Larry, 2700 RPM is about right for the 2011 LT and LTZ automatics. The 2012's have a slightly lower cruising RPM than the 2011s.


----------



## Aranarth (Oct 18, 2016)

The diesel ticks over at 2200rpm at 75mph. :laugh:


----------



## ChevyGuy (Dec 13, 2014)

If the RPM was wrong, that would suggest a problem with the transmission (either slipping or not in 6th gear), not the turbo.


----------



## obermd (Mar 3, 2012)

My 2012 ECO MT runs right around 2300 RPM at 70 MPH. BrandoFisher's LT is running at 2500 RPM - automatic and same model year. Knowing the final drive ratio was increased from 2011 to 2012 OP's 2700 RPM sounds about right.


----------



## LarrySchro (Nov 30, 2016)

obermd said:


> My 2012 ECO MT runs right around 2300 RPM at 70 MPH. BrandoFisher's LT is running at 2500 RPM - automatic and same model year. Knowing the final drive ratio was increased from 2011 to 2012 OP's 2700 RPM sounds about right.


I managed to find an older photo to compare to the current situation. The first photo is roughly a year ago and the current one was from today at nearly identical speeds. The second was taken after work was done on the car. 

Car taken in for check engine light (Turbo Underboost)
- Turbo Replaced
-Next day find that the dealer had cracked one of my lines and was leaking fluid (Appeared to be coolant)
- Car kept overnight and line repaired
-Next morning check engine light yet again
-Problem fixed that morning - was told a wire was not completely snapped in and was loose connection.

Today is the second photo.

12/28/15 : https://drive.google.com/open?id=0B9iUPMgrD6dKVC13OXRtYXo4cnQ3TGw2MG50aHRIdTF3T1FR
12/09/16 : https://drive.google.com/open?id=0B9iUPMgrD6dKQkZlRTBORVhMYVJCTjhYN2JySjZ1bVpaUlAw


----------



## spacedout (Dec 7, 2010)

Not sure what your photo is showing, looks like the car is running with 100RPM of previously, no?

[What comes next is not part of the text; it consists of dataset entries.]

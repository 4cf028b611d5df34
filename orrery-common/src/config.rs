//! Configuration file resolution
//!
//! Resolves the pipeline configuration file following the priority order:
//! 1. Command-line argument (highest priority)
//! 2. Environment variable
//! 3. OS-dependent default location (fallback)
//!
//! The file itself is TOML; parsing into the typed configuration struct
//! lives in the ETL crate, this module only locates and reads it.

use crate::{Error, Result};
use std::path::PathBuf;

/// Environment variable naming the configuration file
pub const CONFIG_ENV_VAR: &str = "ORRERY_CONFIG";

/// Resolve the configuration file path
///
/// Returns `None` when no candidate exists; the pipeline then runs on
/// compiled defaults.
pub fn resolve_config_path(cli_arg: Option<&str>) -> Option<PathBuf> {
    // Priority 1: Command-line argument
    if let Some(path) = cli_arg {
        return Some(PathBuf::from(path));
    }

    // Priority 2: Environment variable
    if let Ok(path) = std::env::var(CONFIG_ENV_VAR) {
        return Some(PathBuf::from(path));
    }

    // Priority 3: OS-dependent default
    let default = default_config_path();
    if default.exists() {
        Some(default)
    } else {
        None
    }
}

/// Default configuration file location for the platform
pub fn default_config_path() -> PathBuf {
    dirs::config_dir()
        .map(|d| d.join("orrery").join("orrery.toml"))
        .unwrap_or_else(|| PathBuf::from("./orrery.toml"))
}

/// Read and parse a TOML configuration file into a typed struct
pub fn load_toml<T: serde::de::DeserializeOwned>(path: &std::path::Path) -> Result<T> {
    let content = std::fs::read_to_string(path)
        .map_err(|e| Error::Config(format!("Read config failed ({}): {}", path.display(), e)))?;
    toml::from_str(&content)
        .map_err(|e| Error::Config(format!("Parse config failed ({}): {}", path.display(), e)))
}

/// Default data directory (holds the SQLite database)
pub fn default_data_dir() -> PathBuf {
    dirs::data_local_dir()
        .map(|d| d.join("orrery"))
        .unwrap_or_else(|| PathBuf::from("./orrery_data"))
}

#[cfg(test)]
mod tests {
    use super::*;
    use std::io::Write;

    #[derive(serde::Deserialize)]
    struct Probe {
        name: String,
    }

    #[test]
    fn test_cli_arg_wins() {
        let path = resolve_config_path(Some("/tmp/explicit.toml"));
        assert_eq!(path, Some(PathBuf::from("/tmp/explicit.toml")));
    }

    #[test]
    fn test_load_toml() {
        let mut file = tempfile::NamedTempFile::new().unwrap();
        writeln!(file, "name = \"orrery\"").unwrap();
        let probe: Probe = load_toml(file.path()).unwrap();
        assert_eq!(probe.name, "orrery");
    }

    #[test]
    fn test_load_toml_missing_file() {
        let result: Result<Probe> = load_toml(std::path::Path::new("/nonexistent/orrery.toml"));
        assert!(matches!(result, Err(Error::Config(_))));
    }
}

RPM looks correct for a 2011 gearing.


----------



## LarrySchro (Nov 30, 2016)

spacedout said:


> Not sure what your photo is showing, looks like the car is running with 100RPM of previously, no? RPM looks correct for a 2011 gearing.


 I guess what I am saying is I was probably worried about nothing haha. It's just when you have a bad experience with car repair then you start to question things. Last year the car ran at 2,600 rpm and now it's at 2,800 so it's definitely close to where it was. I honestly don't know much about cars to be honest, so one of the main reasons I joined this forum was to get a better understanding and learn more about my Chevy Cruze.


----------



## Robby (Mar 1, 2013)

To go a bit further, the tach, like the rest of the instruments, is electronic and inaccuracy can develop over time.

Rob


----------



## jblackburn (Apr 14, 2012)

Well you are going slightly faster in one of the photos. Nonetheless, your car is in its top gear as it should be. 

Something came up on the Facebook forums that said that the cruise control seems to vary speed a bit despite not showing any difference on the speedometer. I have had someone following me, and I have followed another Cruze at highway speeds and I think there's definitely some truth behind that.


----------